═══ EXERCISE MATERIALS
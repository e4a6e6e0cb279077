//! Grammar tables
//!
//! A [`Grammar`] bundles the state machine of one statement syntax with the contexts its
//! actions switch between and the way the vocabulary is chosen for a parse. Grammars are
//! built once and kept in statics; building the tables is the expensive part and they never
//! change afterwards.

use super::context::{Context, ContextTable};
use super::manager::ScopeManager;
use super::scope::Scope;
use crate::error::GrammarError;
use crate::fsm::{Fsm, State};
use std::sync::Arc;

/// How the driver picks the vocabulary
#[derive(Debug, Clone, Copy, PartialEq, Eq)]
pub enum Mode {
    /// One vocabulary for the whole parse
    Fixed(&'static str),
    /// Start in the named context; actions may switch contexts
    ContextSensitive(&'static str),
}

pub struct Grammar<G: Scope> {
    fsm: Fsm<ScopeManager<G>>,
    contexts: Arc<ContextTable<G::Local>>,
    mode: Mode,
}

impl<G: Scope> Grammar<G> {
    /// A grammar parsed with the fixed `vocabulary`
    pub fn single_context(name: &str, vocabulary: &'static str) -> Self {
        Self {
            fsm: Fsm::new(name),
            contexts: Arc::new(ContextTable::new()),
            mode: Mode::Fixed(vocabulary),
        }
    }

    /// A grammar whose parses begin in the `initial` context
    pub fn context_sensitive(name: &str, initial: &'static str) -> Self {
        Self {
            fsm: Fsm::new(name),
            contexts: Arc::new(ContextTable::new()),
            mode: Mode::ContextSensitive(initial),
        }
    }

    pub fn name(&self) -> &str {
        self.fsm.name()
    }

    pub fn mode(&self) -> Mode {
        self.mode
    }

    pub fn fsm(&self) -> &Fsm<ScopeManager<G>> {
        &self.fsm
    }

    /// Contexts shared by every scope manager of this grammar
    pub fn contexts(&self) -> &Arc<ContextTable<G::Local>> {
        &self.contexts
    }

    pub fn register_state(&mut self, state: State<ScopeManager<G>>) -> Result<(), GrammarError> {
        self.fsm.register_state(state)
    }

    pub fn set_start(&mut self, name: &'static str) {
        self.fsm.set_start(name);
    }

    pub fn define_context(&mut self, context: Context<G::Local>) -> Result<(), GrammarError> {
        Arc::make_mut(&mut self.contexts).define(context)
    }

    /// Check the start state and, for context-sensitive grammars, the initial context
    pub fn validate(&self) -> Result<(), GrammarError> {
        self.fsm.validate()?;
        if let Mode::ContextSensitive(initial) = self.mode {
            if self.contexts.get(initial).is_none() {
                return Err(GrammarError::UnknownContext {
                    context: initial.to_string(),
                });
            }
        }
        Ok(())
    }
}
══════
-- WORK ITEM --
Note each line of the entries that has "ScopeManager" in it, and copy those lines.

-- OUTPUT OF THE EXERCISE --
use super::manager::ScopeManager;
    fsm: Fsm<ScopeManager<G>>,
    pub fn fsm(&self) -> &Fsm<ScopeManager<G>> {
    pub fn register_state(&mut self, state: State<ScopeManager<G>>) -> Result<(), GrammarError> {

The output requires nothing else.